Subramaniam Sotheeswaran
University of the South Pacific
Onion is botanically described as Allium cepa and belongs to the plant family Lillaceae. It has been used as a spice for centuries. Onions are cooked, used raw in salads or used in flavouring foods. Three varieties of onions are known. They are the white, yellow or the red varieties and they differ in their tenderness and pungency. Approximate composition of the non-volatile matter in onions is given in Table 1. Onion is popular as a spice because of its volatile or flavour substances which are mainly organosulfur compounds. Some compounds have a remarkable effect assaulting the tear ducts or tantilising the tastebuds (1).
Components |
Percent Composition |
Water | 87.6 |
Protein | 1.4 |
Fat | 0.2 |
Carbohydrate | 10.8 |
Sugar | 6.7 |
Fibre | 0.8 |
Ash | 0.6 |
TABLE 1: Percentage Composition of the Non-Volatile Matter in Onions
Investigations made by chemists over more than a century established that cutting an onion releases a number of low molecular weight organic molecules which are, in some instances, formed as the result of the action of some onion enzymes on naturally occurring sulfur compounds. These substances display a remarkable range of biological effects. Tearing brought on by slicing an onion is infact due to a chain of reactions set off that work on trans(+)-S-(1-propenyl)-L-cysteine sulphoxide, 1, (2), producing the lachrimatory factor, (3), which is a 19-1 mixture of (Z)- and (E)- propanethiol-S-oxide, 2a and 2b, (4). The onion enzyme, allinase which is capable of creating alkyl cysteine sulfoxides, catalyses this biochemical reacion as shown in figure 1.
Frying onions transforms the pungent onion odour to a sweeter smelling one. The major component of the fried onion smell is the disulfide, 7,(1).
Biochemical experiments have shown that onion extracts have antibacterial, antifungal, antithrombotic and antiasthmatic properties, (1). The antithrombotic substances have been shown to be the organosulfur compounds named Cepaenes, 9, and Zwiebelanes, l0. The substance responsible for the antiasthmatic properties are the thiosulfinates, 5 and 6. The formation of the antithrombotic substance 9 from 2a is shown in figure 4. The biosynthesis of 10 probably uses dimethyl thiophenes as outlined in figure 5.

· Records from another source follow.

use std::collections::{BTreeMap, BTreeSet};

use crate::domain::config::Config;
use crate::domain::model::{BannedPairSet, LockedTeams, PlayerId, Session};
use crate::service::rating::{self, Rating};
use crate::service::utils::combinations;

/// Wait-fair order (§4.4.3): `games_waited` desc, `games_played` asc,
/// rating-distance-to-median asc, id asc.
pub fn wait_fair_order(
    session: &Session,
    pool: &[PlayerId],
    ratings: &BTreeMap<PlayerId, Rating>,
) -> Vec<PlayerId> {
    let values: Vec<f64> = ratings.values().map(|r| r.value).collect();
    let median = rating::median(&values);

    let mut ordered: Vec<PlayerId> = pool.to_vec();
    ordered.sort_by(|a, b| {
        let sa = session.stats.get(a);
        let sb = session.stats.get(b);
        let dist_a = ratings.get(a).map(|r| (r.value - median).abs()).unwrap_or(0.0);
        let dist_b = ratings.get(b).map(|r| (r.value - median).abs()).unwrap_or(0.0);
        sb.games_waited
            .cmp(&sa.games_waited)
            .then_with(|| sa.games_played.cmp(&sb.games_played))
            .then_with(|| dist_a.partial_cmp(&dist_b).unwrap_or(std::cmp::Ordering::Equal))
            .then_with(|| a.cmp(b))
    });
    ordered
}

/// §4.4.4 rules 1-3 and 5: does the matcher create a match on an empty court
/// right now, or wait? Rule 4 (the HARD-CAP "wait" rule) is not decided
/// here: the driver checks `violates_hard_cap` per candidate court placement
/// once a concrete group has been chosen, and skips that court rather than
/// waiting outright, trying every remaining empty court first (§4.6 step 5,
/// "court-utilization priority").
pub fn decide(
    session: &Session,
    avail_count: usize,
    players_per_match: usize,
    empty_court_exists: bool,
) -> CourtDecision0 {
    if empty_court_exists && avail_count >= players_per_match {
        return CourtDecision0::Create;
    }
    if session
        .active_players
        .iter()
        .any(|p| session.stats.get(p).games_waited >= session.config.max_consecutive_waits)
    {
        return CourtDecision0::Create;
    }
    if session.completed_match_count() < session.config.min_completed_matches_for_waiting as usize
    {
        return CourtDecision0::Create;
    }
    CourtDecision0::Create
}

/// Yes/no outcome of [`decide`], before a concrete group has been selected.
#[derive(Debug, Clone, Copy, PartialEq, Eq)]
pub enum CourtDecision0 {
    Create,
    Wait,
}

/// §4.4.5 + §4.4.6: choose `players_per_match` players from `pool` for
/// `target_court` and split them into teams. Returns `None` if no
/// bracket-compatible, banned-pair-free group exists.
pub fn select_group_and_teams(
    session: &Session,
    pool: &[PlayerId],
    target_court: u32,
    players_per_match: usize,
    ratings: &BTreeMap<PlayerId, Rating>,
    brackets: &BTreeMap<PlayerId, Option<u8>>,
) -> Option<(Vec<PlayerId>, Vec<PlayerId>)> {
    let config = &session.config;
    let recent_on_court = recent_players_on_court(session, target_court);

    let mut best: Option<(f64, Vec<PlayerId>, Vec<PlayerId>)> = None;

    for group in combinations(pool, players_per_match) {
        if !bracket_compatible_group(&group, brackets) {
            continue;
        }
        let Some((team1, team2, team_score)) =
            best_team_split(session, &group, &session.locked_teams, &session.banned_pairs, config)
        else {
            continue;
        };

        let wait_term: i64 = group
            .iter()
            .map(|p| session.stats.get(p).games_waited as i64)
            .sum();
        let mut score = -(wait_term as f64) + team_score;

        let overlap = group.iter().filter(|p| recent_on_court.contains(*p)).count();
        if overlap as u32 >= config.back_to_back_overlap_threshold {
            score += config.recent_overlap_penalty;
        }

        let candidate_max_wait = group
            .iter()
            .map(|p| session.stats.get(p).games_waited)
            .max()
            .unwrap_or(0);

        let better = match &best {
            None => true,
            Some((best_score, best_group, _)) => {
                if (score - *best_score).abs() > f64::EPSILON {
                    score < *best_score
                } else {
                    let best_max_wait = best_group
                        .iter()
                        .map(|p| session.stats.get(p).games_waited)
                        .max()
                        .unwrap_or(0);
                    if candidate_max_wait != best_max_wait {
                        candidate_max_wait > best_max_wait
                    } else {
                        group < *best_group
                    }
                }
            }
        };

        if better {
            best = Some((score, team1, team2));
        }
    }

    best.map(|(_, t1, t2)| (t1, t2))
}

fn bracket_compatible_group(group: &[PlayerId], brackets: &BTreeMap<PlayerId, Option<u8>>) -> bool {
    let mut members = group.iter().filter_map(|p| brackets.get(p).copied().flatten());
    match members.next() {
        None => true,
        Some(first) => members.all(|b| b == first),
    }
}

fn recent_players_on_court(session: &Session, court: u32) -> BTreeSet<PlayerId> {
    session
        .matches
        .iter()
        .filter(|m| m.court == court)
        .max_by_key(|m| m.end_time.or(m.start_time))
        .map(|m| m.players().cloned().collect())
        .unwrap_or_default()
}

/// §4.4.6: evaluate every legal team split of `group` and return the best
/// one plus its score, or `None` if every split is hard-rejected (banned
/// pair or locked-team violation).
fn best_team_split(
    session: &Session,
    group: &[PlayerId],
    locked_teams: &LockedTeams,
    banned_pairs: &BannedPairSet,
    config: &Config,
) -> Option<(Vec<PlayerId>, Vec<PlayerId>, f64)> {
    if group.len() == 2 {
        // Singles: each player is their own team, so the pair is always
        // opponents, never teammates. A banned pair only restricts who may
        // share a *team* (§3), so it does not apply here.
        let (a, b) = (group[0].clone(), group[1].clone());
        return Some((vec![a], vec![b], 0.0));
    }

    debug_assert_eq!(group.len(), 4);
    let [a, b, c, d] = [
        group[0].clone(),
        group[1].clone(),
        group[2].clone(),
        group[3].clone(),
    ];
    let splits: [[PlayerId; 4]; 3] = [
        [a.clone(), b.clone(), c.clone(), d.clone()],
        [a.clone(), c.clone(), b.clone(), d.clone()],
        [a.clone(), d.clone(), b.clone(), c.clone()],
    ];

    let mut best: Option<(f64, Vec<PlayerId>, Vec<PlayerId>, u32)> = None;

    for [t1a, t1b, t2a, t2b] in splits {
        let team1 = vec![t1a.clone(), t1b.clone()];
        let team2 = vec![t2a.clone(), t2b.clone()];

        if banned_pairs.contains(&t1a, &t1b) || banned_pairs.contains(&t2a, &t2b) {
            continue;
        }
        if violates_locked_teams(&team1, &team2, locked_teams) {
            continue;
        }

        let team1_rating = team_rating(session, &team1);
        let team2_rating = team_rating(session, &team2);
        let imbalance = (team1_rating - team2_rating).abs();

        let mut score = imbalance * config.team_balance_penalty;
        let mut historical_partnerships = 0u32;

        for (x, y) in [(&t1a, &t1b), (&t2a, &t2b)] {
            let count = session.stats.get(x).partner_count(y);
            historical_partnerships += count;
            if count == 0 {
                score -= config.partnership_variety_weight;
            } else {
                score += config.partnership_repeat_penalty * count as f64;
            }
            if recent_partners(session, x, y, config.recent_partnership_window) {
                score += config.recent_partnership_penalty;
            }
        }

        let better = match &best {
            None => true,
            Some((best_score, best_team1, _, best_hist)) => {
                if (score - *best_score).abs() > f64::EPSILON {
                    score < *best_score
                } else if imbalance != 0.0 && historical_partnerships != *best_hist {
                    historical_partnerships < *best_hist
                } else {
                    &team1 < best_team1
                }
            }
        };

        if better {
            best = Some((score, team1, team2, historical_partnerships));
        }
    }

    best.map(|(score, t1, t2, _)| (t1, t2, score))
}

fn violates_locked_teams(team1: &[PlayerId], team2: &[PlayerId], locked_teams: &LockedTeams) -> bool {
    for p in team1.iter().chain(team2.iter()) {
        if let Some(mate) = locked_teams.teammate_of(p) {
            let same_team_as_mate = team1.contains(p) && team1.contains(mate)
                || team2.contains(p) && team2.contains(mate);
            let mate_present = team1.contains(mate) || team2.contains(mate);
            if mate_present && !same_team_as_mate {
                return true;
            }
        }
    }
    false
}

fn team_rating(session: &Session, team: &[PlayerId]) -> f64 {
    let config = &session.config;
    let sum: f64 = team
        .iter()
        .map(|p| crate::service::rating::compute_rating(&session.stats.get(p), config).value)
        .sum();
    sum / team.len() as f64
}

/// Whether `x` and `y` partnered within the last `window` matches on any
/// court (§4.4.6, `R` in the spec).
fn recent_partners(session: &Session, x: &PlayerId, y: &PlayerId, window: u32) -> bool {
    session
        .matches
        .iter()
        .rev()
        .take(window as usize)
        .any(|m| {
            (m.team1.contains(x) && m.team1.contains(y)) || (m.team2.contains(x) && m.team2.contains(y))
        })
}

/// §4.4.7: when locked teams exist, rating is the mean of the team's
/// members. Used by callers that need a team's effective rating outside a
/// concrete match proposal (e.g. future bracket computation over teams).
pub fn locked_team_rating(session: &Session, a: &PlayerId, b: &PlayerId) -> f64 {
    team_rating(session, &[a.clone(), b.clone()])
}
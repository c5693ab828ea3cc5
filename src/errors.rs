// ABOUTME: Error handling re-exports for the BMI calculator crate
// ABOUTME: Surfaces bmi-core error types under crate::errors
//
// SPDX-License-Identifier: MIT OR Apache-2.0
// Copyright (c) 2025 BMI Calculator Contributors

//! # Unified Error Handling
//!
//! The error system lives in `bmi-core` so that it can be shared with other
//! front ends; this module re-exports it together with [`ConfigError`].

pub use crate::config::error::ConfigError;
pub use bmi_core::errors::{
    AppError, AppResult, ErrorCode, ErrorContext, ErrorResponse, ErrorResponseDetails,
    Measurement, MeasurementError,
};
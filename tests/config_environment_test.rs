// ABOUTME: Tests for loading BMI engine and logging configuration from environment variables
// ABOUTME: Serialized because every test mutates process-wide environment state
//
// SPDX-License-Identifier: MIT OR Apache-2.0
// Copyright (c) 2025 BMI Calculator Contributors

#![allow(clippy::unwrap_used, clippy::expect_used, clippy::panic)]
#![allow(missing_docs)]

use bmi_calculator::{
    config::{BmiConfig, ConfigError, ThresholdConfig, ThresholdProfile},
    errors::{AppError, ErrorCode},
    intelligence::BmiEngine,
    logging::{LogFormat, LoggingConfig},
    models::BmiCategory,
};
use common::clear_bmi_env;
use serial_test::serial;
use std::env;

mod common;

// ============================================================================
// BMI CONFIGURATION
// ============================================================================

#[test]
#[serial]
fn test_defaults_without_environment() {
    clear_bmi_env();
    let config = BmiConfig::load().unwrap();
    assert_eq!(config, BmiConfig::default());
    assert_eq!(config.profile, ThresholdProfile::Who);
    assert_eq!(config.height.default, 170.0);
    assert_eq!(config.weight.default, 70.0);
}

#[test]
#[serial]
fn test_environment_overrides_ranges() {
    clear_bmi_env();
    env::set_var("BMI_WEIGHT_MAX_KG", "200");
    env::set_var("BMI_HEIGHT_MIN_CM", " 120.5 ");
    env::set_var("BMI_CACHE_CAPACITY", "16");

    let config = BmiConfig::load().unwrap();
    assert_eq!(config.weight.max, 200.0);
    assert_eq!(config.height.min, 120.5);
    assert_eq!(config.cache_capacity, 16);

    let engine = BmiEngine::new(config).unwrap();
    let err = engine.assess(170.0, 250.0).unwrap_err();
    assert_eq!(err.code, ErrorCode::ValueOutOfRange);
    assert!(err.message.contains("Maximum allowed: 200 kg"));

    clear_bmi_env();
}

#[test]
#[serial]
fn test_legacy_profile_from_environment() {
    clear_bmi_env();
    env::set_var("BMI_THRESHOLD_PROFILE", "legacy");

    let config = BmiConfig::load().unwrap();
    assert_eq!(config.profile, ThresholdProfile::Legacy);
    assert_eq!(config.thresholds, ThresholdConfig::legacy());

    let engine = BmiEngine::new(config).unwrap();
    assert_eq!(
        engine.classify(24.9).unwrap().category,
        BmiCategory::Overweight
    );
    assert_eq!(engine.classify(29.9).unwrap().category, BmiCategory::Obese);

    clear_bmi_env();
}

#[test]
#[serial]
fn test_unparseable_value_is_an_error() {
    clear_bmi_env();
    env::set_var("BMI_HEIGHT_MAX_CM", "tall");

    let err = BmiConfig::from_env().unwrap_err();
    assert!(matches!(err, ConfigError::Parse(ref msg) if msg.contains("BMI_HEIGHT_MAX_CM")));

    let app_error = AppError::from(err);
    assert_eq!(app_error.code, ErrorCode::ConfigError);
    assert_eq!(app_error.code.exit_code(), 78);

    clear_bmi_env();
}

#[test]
#[serial]
fn test_unknown_profile_is_an_error() {
    clear_bmi_env();
    env::set_var("BMI_THRESHOLD_PROFILE", "asian");
    assert!(matches!(BmiConfig::from_env(), Err(ConfigError::Parse(_))));
    clear_bmi_env();
}

#[test]
#[serial]
fn test_inverted_range_fails_validation() {
    clear_bmi_env();
    env::set_var("BMI_HEIGHT_MIN_CM", "400");

    let config = BmiConfig::from_env().unwrap();
    assert!(matches!(config.validate(), Err(ConfigError::InvalidRange(_))));
    assert!(BmiConfig::load().is_err());

    let err = BmiEngine::new(config).unwrap_err();
    assert_eq!(err.code, ErrorCode::ConfigInvalid);
    assert!(err.user_message().contains("height range"));

    clear_bmi_env();
}

#[test]
#[serial]
fn test_zero_cache_capacity_fails_validation() {
    clear_bmi_env();
    env::set_var("BMI_CACHE_CAPACITY", "0");
    assert!(matches!(
        BmiConfig::load(),
        Err(ConfigError::ValueOutOfRange(_))
    ));
    clear_bmi_env();
}

#[test]
#[serial]
fn test_gauge_max_must_exceed_last_threshold() {
    clear_bmi_env();
    env::set_var("BMI_GAUGE_MAX", "30");
    assert!(BmiConfig::load().is_err());

    env::set_var("BMI_GAUGE_MAX", "50");
    assert_eq!(BmiConfig::load().unwrap().gauge_max, 50.0);
    clear_bmi_env();
}

// ============================================================================
// LOGGING CONFIGURATION
// ============================================================================

#[test]
#[serial]
fn test_logging_from_environment() {
    env::set_var("LOG_FORMAT", "json");
    env::set_var("ENVIRONMENT", "production");
    env::set_var("SERVICE_NAME", "bmi-test");

    let config = LoggingConfig::from_env();
    assert_eq!(config.format, LogFormat::Json);
    assert!(config.include_location);
    assert!(config.include_thread);
    assert_eq!(config.service_name, "bmi-test");

    env::remove_var("LOG_FORMAT");
    env::remove_var("ENVIRONMENT");
    env::remove_var("SERVICE_NAME");
}

#[test]
#[serial]
fn test_logging_defaults() {
    env::remove_var("LOG_FORMAT");
    env::remove_var("ENVIRONMENT");
    env::remove_var("LOG_INCLUDE_LOCATION");
    env::remove_var("LOG_INCLUDE_THREAD");
    env::remove_var("SERVICE_NAME");

    let config = LoggingConfig::from_env();
    assert_eq!(config.format, LogFormat::Compact);
    assert_eq!(config.environment, "development");
    assert!(!config.include_location);
    assert_eq!(config.service_name, "bmi-calculator");
}
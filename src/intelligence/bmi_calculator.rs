// ABOUTME: Body Mass Index calculation from height in centimeters and weight in kilograms
// ABOUTME: Enforces positive, in-range inputs itself and returns the unrounded value
//
// SPDX-License-Identifier: MIT OR Apache-2.0
// Copyright (c) 2025 BMI Calculator Contributors

//! BMI Calculator Module
//!
//! `BMI = weight_kg / height_m²` with `height_m = height_cm / 100`.
//!
//! # Scientific References
//!
//! - Keys, A., et al. (1972). Indices of relative weight and obesity.
//!   *Journal of Chronic Diseases*, 25(6), 329-343.
//!   <https://doi.org/10.1016/0021-9681(72)90027-6>
//!
//! - WHO (2000). Obesity: preventing and managing the global epidemic.
//!   WHO Technical Report Series 894.

use super::validators::validate_inputs;
use crate::config::BmiConfig;
use crate::logging::EngineLogger;
use bmi_core::constants::measurement_limits::CM_PER_METER;
use bmi_core::errors::MeasurementError;

/// Compute BMI from height (cm) and weight (kg)
///
/// Inputs are checked against `config` even when the caller validated them already.
/// The result is not rounded; use [`format_bmi`] for display.
///
/// # Errors
///
/// Returns a [`MeasurementError`] if either input is non-finite, not positive, or
/// outside its configured range
pub fn calculate_bmi(
    height_cm: f64,
    weight_kg: f64,
    config: &BmiConfig,
) -> Result<f64, MeasurementError> {
    validate_inputs(height_cm, weight_kg, config)?;

    let height_m = height_cm / CM_PER_METER;
    let bmi = weight_kg / height_m.powi(2);

    EngineLogger::log_calculation(height_cm, weight_kg, bmi);
    Ok(bmi)
}

/// Render a BMI with one decimal place
#[must_use]
pub fn format_bmi(bmi: f64) -> String {
    format!("{bmi:.1}")
}

/// Whether `bmi` lies in `[0, max]`
#[must_use]
pub fn is_realistic_bmi(bmi: f64, max: f64) -> bool {
    (0.0..=max).contains(&bmi)
}

/// Calculator bound to one configuration
#[derive(Debug, Clone, Copy)]
pub struct BmiCalculator<'a> {
    config: &'a BmiConfig,
}

impl<'a> BmiCalculator<'a> {
    /// Create a calculator over `config`
    #[must_use]
    pub const fn new(config: &'a BmiConfig) -> Self {
        Self { config }
    }

    /// Configuration in use
    #[must_use]
    pub const fn config(&self) -> &'a BmiConfig {
        self.config
    }

    /// See [`calculate_bmi`]
    ///
    /// # Errors
    ///
    /// Returns a [`MeasurementError`] for invalid inputs
    pub fn calculate(&self, height_cm: f64, weight_kg: f64) -> Result<f64, MeasurementError> {
        calculate_bmi(height_cm, weight_kg, self.config)
    }

    /// [`is_realistic_bmi`] against the configured maximum
    #[must_use]
    pub fn is_realistic(&self, bmi: f64) -> bool {
        is_realistic_bmi(bmi, self.config.max_realistic_bmi)
    }
}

Analysis of Headspace volatiles from onions showed, (5), the presence of fourteen compounds (see table 2). Some of the volatiles are not naturally occurring in onions but are formed during heating. For example the dimethyl thiophenes are reported, (5), to be formed from the disulfides as indicated in figure 5.
Ethanal |
Propanal |
2-Methylbutanal |
2-Methylpentanal |
Dimethyldisulfide |
2-Methylpent-2-enal |
2,4-Dimethylthiophene |
Methylpropyldisulfide |
3,4-Dimethylthiophene |
Methyl cis-propenyl disulfide |
Methyl trans-propenyl disulfide |
Dipropyl disulfide |
Propyl cis-propenyl disulfide |
Propyl trans-propenyl disulfid |
TABLE 2: Compounds Identified in the Headspace of Cut Onion
Steam distillation of onion gave an oil which was shown (5) to contain at least fifty compounds which were oxygen compounds which as aldehydes, monosulfides, disulfides, trisulfides, thiophene derivatives, tetrasulfides, thiols, and others. Most of them are not naturally occurring in the onion bulb but are formed during the chopping of the onion in the kitchen and on heating. Propanal (Table 2) is one of the most important flavour compounds in raw onions and is biochemically derived from the precursor 1 as shown in figure 1.